これらの再生可能エネルギーは、燃料費がかからず、環境負荷も低いため、長期的に持続可能なエネルギー供給を可能にします。

3. 適正技術とキャパシティ・ビルディング

単に設備を導入するだけでなく、その持続的な運用・保守が重要です。

  • 現地に適した技術の導入: 高度すぎる技術は、現地での維持管理が困難になる場合があります。シンプルで堅牢、かつ現地の人々が習得しやすい技術を選ぶことが大切です。
  • 人材育成(キャパシティ・ビルディング): 設備の運用・保守を現地の人々が行えるよう、技術指導や研修を通じて人材育成を行うことが不可欠です。これにより、地域社会の自立的な発展を促します。

4. 資金調達と国際協力

大規模なインフラ整備には多額の資金が必要です。

  • 公的開発援助(ODA): 先進国からの資金援助や技術協力は、初期投資のハードルを下げる上で重要な役割を果たします。
  • 民間投資の促進: 再生可能エネルギープロジェクトへの民間企業の投資を促すための政策支援やインセンティブも必要です。
  • 革新的な金融メカニズム: 「ペイ・アズ・ユー・ゴー」(使用量に応じて料金を支払う)モデルなど、低所得者層でも利用しやすい料金体系や支払い方法の導入も進められています。

私たちにできること:SDGs達成に向けて

開発途上国のエネルギーアクセス問題は、地球規模の課題であり、私たち一人ひとりの行動も重要です。

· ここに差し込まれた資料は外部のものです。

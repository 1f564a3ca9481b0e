//! Raft group membership of this process.
//!
//! `Node` owns everything the rest of the database needs around the
//! consensus engine: the peer directory, the outbound message queue, pending
//! conf changes, the read-index request queue and the applied watermark.
//! The behaviour is split across `transmit`, `conf_change` and `read_index`.
//!
//! Lock discipline: every lock below guards one field, is never held across
//! an `.await` and is never taken while another is held.

use std::sync::{Arc, Mutex, RwLock};
use std::time::Duration;

use raft::eraftpb::{ConfState, Entry, HardState, Snapshot};
use tokio::sync::mpsc;

use crate::conf_change::PendingConfChanges;
use crate::engine::storage::DurableStore;
use crate::engine::RaftHandle;
use crate::error::{Error, Result};
use crate::pb::RaftContext;
use crate::peers::PeerDirectory;
use crate::raft_client::RaftTransport;
use crate::read_index::{LinReadReq, READ_REQUEST_QUEUE_SIZE};
use crate::transmit::SendMsg;
use crate::watermark::WaterMark;

const SAVE_RETRY_INTERVAL: Duration = Duration::from_millis(10);

pub struct Node {
    // Never changed after construction.
    pub id: u64,
    pub my_addr: String,
    pub raft_context: RaftContext,
    /// Highest log index applied to local state.
    pub applied: WaterMark,

    pub(crate) peers: PeerDirectory,
    pub(crate) conf_changes: PendingConfChanges,
    pub(crate) transport: Arc<dyn RaftTransport>,
    store: Arc<dyn DurableStore>,

    // Set after construction.
    raft: RwLock<Option<Arc<dyn RaftHandle>>>,
    conf_state: RwLock<Option<ConfState>>,

    pub(crate) messages: mpsc::Sender<SendMsg>,
    pub(crate) outbound: Mutex<Option<mpsc::Receiver<SendMsg>>>,
    pub(crate) requests: mpsc::Sender<LinReadReq>,
    pub(crate) pending_reads: Mutex<Option<mpsc::Receiver<LinReadReq>>>,
}

impl Node {
    pub fn new(
        rc: RaftContext,
        store: Arc<dyn DurableStore>,
        transport: Arc<dyn RaftTransport>,
        message_queue_size: usize,
    ) -> Result<Arc<Node>> {
        let snapshot = store.snapshot()?;
        let (messages, outbound) = mpsc::channel(message_queue_size.max(1));
        let (requests, pending_reads) = mpsc::channel(READ_REQUEST_QUEUE_SIZE);

        let node = Node {
            id: rc.id,
            my_addr: rc.addr.clone(),
            applied: WaterMark::new("Applied watermark"),
            peers: PeerDirectory::new(rc.id),
            conf_changes: PendingConfChanges::default(),
            transport,
            store,
            raft: RwLock::new(None),
            conf_state: RwLock::new(None),
            messages,
            outbound: Mutex::new(Some(outbound)),
            requests,
            pending_reads: Mutex::new(Some(pending_reads)),
            raft_context: rc,
        };
        // Matches the applied index handed to the engine config.
        node.applied.set_done_until(snapshot.get_metadata().index);
        log::info!(
            "[{:#x}] Node created in group {} at {}, applied until {}",
            node.id,
            node.raft_context.group,
            node.my_addr,
            node.applied.done_until()
        );
        Ok(Arc::new(node))
    }

    /// Attaches the consensus engine. Fails if one is already attached.
    pub fn set_raft(&self, raft: Arc<dyn RaftHandle>) -> Result<()> {
        let mut slot = self.raft.write().unwrap_or_else(|e| e.into_inner());
        if slot.is_some() {
            return Err(Error::RaftAlreadySet);
        }
        *slot = Some(raft);
        Ok(())
    }

    pub fn raft(&self) -> Option<Arc<dyn RaftHandle>> {
        self.raft.read().unwrap_or_else(|e| e.into_inner()).clone()
    }

    /// Stores the latest membership produced by an applied conf change.
    pub fn set_conf_state(&self, cs: ConfState) {
        log::info!("[{:#x}] Setting conf state to {:?}", self.id, cs);
        *self.conf_state.write().unwrap_or_else(|e| e.into_inner()) = Some(cs);
    }

    pub fn conf_state(&self) -> Option<ConfState> {
        self.conf_state
            .read()
            .unwrap_or_else(|e| e.into_inner())
            .clone()
    }

    pub fn peer(&self, pid: u64) -> Option<String> {
        self.peers.get(pid)
    }

    pub fn peer_ids(&self) -> Vec<u64> {
        self.peers.ids()
    }

    /// `addr` must not be empty.
    pub fn set_peer(&self, pid: u64, addr: &str) -> Result<()> {
        self.peers.set(pid, addr)
    }

    /// Records `addr` for `pid` and opens a connection to it.
    pub fn connect(&self, pid: u64, addr: &str) -> Result<()> {
        if pid == self.id {
            return Ok(());
        }
        if addr.is_empty() {
            return Err(Error::EmptyAddr(pid));
        }
        if self.peer(pid).as_deref() == Some(addr) {
            return Ok(());
        }
        if addr == self.my_addr {
            log::info!("Peer {:#x} claims same host as me", pid);
            return self.set_peer(pid, addr);
        }
        self.transport.connect(addr);
        self.set_peer(pid, addr)
    }

    pub fn delete_peer(&self, pid: u64) {
        self.peers.delete(pid);
    }

    pub fn snapshot(&self) -> Result<Snapshot> {
        self.store.snapshot()
    }

    /// Persists a raft update, retrying until the store accepts it.
    pub async fn save_to_storage(
        &self,
        hs: Option<&HardState>,
        entries: &[Entry],
        snapshot: Option<&Snapshot>,
    ) {
        loop {
            match self.store.save(hs, entries, snapshot) {
                Ok(()) => return,
                Err(e) => {
                    log::error!("While trying to save Raft update: {}. Retrying...", e);
                    tokio::time::sleep(SAVE_RETRY_INTERVAL).await;
                }
            }
        }
    }

    /// Inspects the store for state left by a previous run.
    ///
    /// Returns the latest snapshot index and whether this is a restart.
    pub fn past_life(&self) -> Result<(u64, bool)> {
        let mut restart = false;
        let mut index = 0;

        let snapshot = self.store.snapshot()?;
        if snapshot.get_metadata().index > 0 {
            log::info!("Found Snapshot.Metadata: {:?}", snapshot.get_metadata());
            restart = true;
            index = snapshot.get_metadata().index;
        }

        let hs = self.store.hard_state()?;
        if hs != HardState::default() {
            log::info!("Found hardstate: {:?}", hs);
            restart = true;
        }

        let num = self.store.num_entries()?;
        log::info!(
            "Group {} found {} entries",
            self.raft_context.group,
            num
        );
        if num > 0 {
            restart = true;
        }
        Ok((index, restart))
    }
}
//! Error types for the raft connection layer.

use thiserror::Error;

use crate::context::ContextError;
use crate::raft_client::TransportError;

#[derive(Error, Debug)]
pub enum Error {
    #[error("no node has been set up yet")]
    NoNode,

    #[error("raft node has already been set")]
    RaftAlreadySet,

    #[error("node {0:#x} not part of group")]
    NotPartOfGroup(u64),

    #[error("unable to find address for peer {0:#x}")]
    UnknownPeer(u64),

    #[error("peer {0:#x} has an empty address")]
    EmptyAddr(u64),

    #[error("sending raft message to itself")]
    SendToSelf,

    #[error("cannot get linearized read (time expired or no configured leader)")]
    ReadIndexUnavailable,

    #[error("no leader is known to the raft node")]
    NoLeader,

    #[error("raft node has stopped")]
    Stopped,

    #[error("{0} has already been started")]
    AlreadyStarted(&'static str),

    #[error("conf change failed: {0}")]
    ConfChange(String),

    #[error("corrupt raft batch: {0}")]
    CorruptBatch(String),

    #[error("store error: {0}")]
    Store(String),

    #[error("config error: {0}")]
    Config(String),

    #[error(transparent)]
    Context(#[from] ContextError),

    #[error(transparent)]
    Transport(#[from] TransportError),

    #[error("raft error: {0}")]
    Raft(#[from] raft::Error),

    #[error("protobuf error: {0}")]
    Protobuf(#[from] protobuf::ProtobufError),

    #[error("metrics encoding failed: {0}")]
    Metrics(#[from] prometheus::Error),
}

pub type Result<T> = std::result::Result<T, Error>;

#[cfg(test)]
mod tests {
    use super::*;

    #[test]
    fn test_error_display() {
        assert_eq!(
            Error::NotPartOfGroup(0x2a).to_string(),
            "node 0x2a not part of group"
        );
        assert!(Error::ReadIndexUnavailable
            .to_string()
            .contains("cannot get linearized read"));
        let err: Error = ContextError::DeadlineExceeded.into();
        assert!(matches!(err, Error::Context(ContextError::DeadlineExceeded)));
        let err: Error = prometheus::Error::Msg("bad text".to_string()).into();
        assert!(matches!(err, Error::Metrics(_)));
        assert_eq!(err.to_string(), "metrics encoding failed: bad text");
    }
}
use std::sync::{Arc, RwLock};

use raft::eraftpb::{ConfState, Entry, HardState, Snapshot};
use raft::{storage::MemStorage, GetEntriesContext, RaftState, Storage};

use crate::error::{Error, Result};

/// The durability surface the node relies on.
pub trait DurableStore: Send + Sync {
    /// Persists a raft update. Nothing in it may be lost once this returns Ok.
    fn save(
        &self,
        hs: Option<&HardState>,
        entries: &[Entry],
        snapshot: Option<&Snapshot>,
    ) -> Result<()>;

    /// The latest snapshot, or an empty one.
    fn snapshot(&self) -> Result<Snapshot>;

    fn hard_state(&self) -> Result<HardState>;

    /// Number of log entries held after the latest snapshot.
    fn num_entries(&self) -> Result<usize>;
}

/// In-memory store backing both the raft-rs engine and the node.
#[derive(Clone)]
pub struct MemStore {
    mem_storage: MemStorage,
    last_snapshot: Arc<RwLock<Snapshot>>,
}

impl Default for MemStore {
    fn default() -> Self {
        Self::new()
    }
}

impl MemStore {
    pub fn new() -> Self {
        MemStore {
            mem_storage: MemStorage::new(),
            last_snapshot: Arc::new(RwLock::new(Snapshot::default())),
        }
    }

    /// A store seeded with a snapshot at index 1 naming `voters` as the
    /// initial configuration.
    pub fn bootstrap(voters: &[u64]) -> Result<Self> {
        let store = Self::new();
        let mut snapshot = Snapshot::default();
        snapshot.mut_metadata().index = 1;
        snapshot.mut_metadata().term = 1;
        snapshot.mut_metadata().mut_conf_state().voters = voters.to_vec();
        store.save(None, &[], Some(&snapshot))?;
        Ok(store)
    }

    pub fn set_conf_state(&self, conf_state: ConfState) {
        self.mem_storage.wl().set_conf_state(conf_state)
    }

    pub fn set_commit(&self, commit: u64) {
        self.mem_storage.wl().mut_hard_state().set_commit(commit);
    }
}

impl DurableStore for MemStore {
    fn save(
        &self,
        hs: Option<&HardState>,
        entries: &[Entry],
        snapshot: Option<&Snapshot>,
    ) -> Result<()> {
        let snapshot = snapshot.filter(|s| s.get_metadata().index > 0);
        {
            let mut core = self.mem_storage.wl();
            if let Some(snapshot) = snapshot {
                core.apply_snapshot(snapshot.clone())?;
            }
            if !entries.is_empty() {
                core.append(entries)?;
            }
            if let Some(hs) = hs {
                core.set_hardstate(hs.clone());
            }
        }
        if let Some(snapshot) = snapshot {
            *self
                .last_snapshot
                .write()
                .map_err(|e| Error::Store(e.to_string()))? = snapshot.clone();
        }
        Ok(())
    }

    fn snapshot(&self) -> Result<Snapshot> {
        self.last_snapshot
            .read()
            .map(|s| s.clone())
            .map_err(|e| Error::Store(e.to_string()))
    }

    fn hard_state(&self) -> Result<HardState> {
        Ok(self.mem_storage.initial_state()?.hard_state)
    }

    fn num_entries(&self) -> Result<usize> {
        let first = self.mem_storage.first_index()?;
        let last = self.mem_storage.last_index()?;
        Ok((last + 1).saturating_sub(first) as usize)
    }
}

impl Storage for MemStore {
    fn initial_state(&self) -> raft::Result<RaftState> {
        self.mem_storage.initial_state()
    }

    fn entries(
        &self,
        low: u64,
        high: u64,
        max_size: impl Into<Option<u64>>,
        context: GetEntriesContext,
    ) -> raft::Result<Vec<Entry>> {
        self.mem_storage.entries(low, high, max_size, context)
    }

    fn term(&self, idx: u64) -> raft::Result<u64> {
        self.mem_storage.term(idx)
    }

    fn first_index(&self) -> raft::Result<u64> {
        self.mem_storage.first_index()
    }

    fn last_index(&self) -> raft::Result<u64> {
        self.mem_storage.last_index()
    }

    fn snapshot(&self, request_index: u64, to: u64) -> raft::Result<Snapshot> {
        self.mem_storage.snapshot(request_index, to)
    }
}

#[cfg(test)]
mod tests {
    use super::*;

    fn entry(index: u64, term: u64) -> Entry {
        let mut e = Entry::default();
        e.index = index;
        e.term = term;
        e
    }

    #[test]
    fn test_fresh_store_is_empty() {
        let store = MemStore::new();
        assert_eq!(store.num_entries().unwrap(), 0);
        assert_eq!(DurableStore::snapshot(&store).unwrap(), Snapshot::default());
        assert_eq!(store.hard_state().unwrap(), HardState::default());
    }

    #[test]
    fn test_bootstrap_then_save() {
        let store = MemStore::bootstrap(&[1]).unwrap();
        let snap = DurableStore::snapshot(&store).unwrap();
        assert_eq!(snap.get_metadata().index, 1);
        assert_eq!(snap.get_metadata().get_conf_state().voters, vec![1]);

        let mut hs = HardState::default();
        hs.term = 2;
        hs.commit = 3;
        store
            .save(Some(&hs), &[entry(2, 2), entry(3, 2)], None)
            .unwrap();
        assert_eq!(store.num_entries().unwrap(), 2);
        assert_eq!(store.hard_state().unwrap().commit, 3);
        assert_eq!(store.last_index().unwrap(), 3);
    }
}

  • SDGsへの理解を深める: 開発途上国の現状とSDGs目標7の重要性について学び、周囲に広めること。
  • 持続可能な消費を心がける: エネルギー効率の良い製品を選び、節電に努めるなど、日々の生活の中でエネルギーの無駄をなくすこと。
  • 支援団体への協力: エネルギーアクセス改善に取り組むNGOや国際機関への寄付やボランティア活動を通じて貢献すること。

電力格差の解消は、SDGsが掲げる「誰一人取り残さない」社会を実現するための、まさに基盤となる取り組みです。地球上のすべての人が、安全でクリーンなエネルギーの恩恵を受けられる未来を目指して、私たちも行動を続けていきましょう。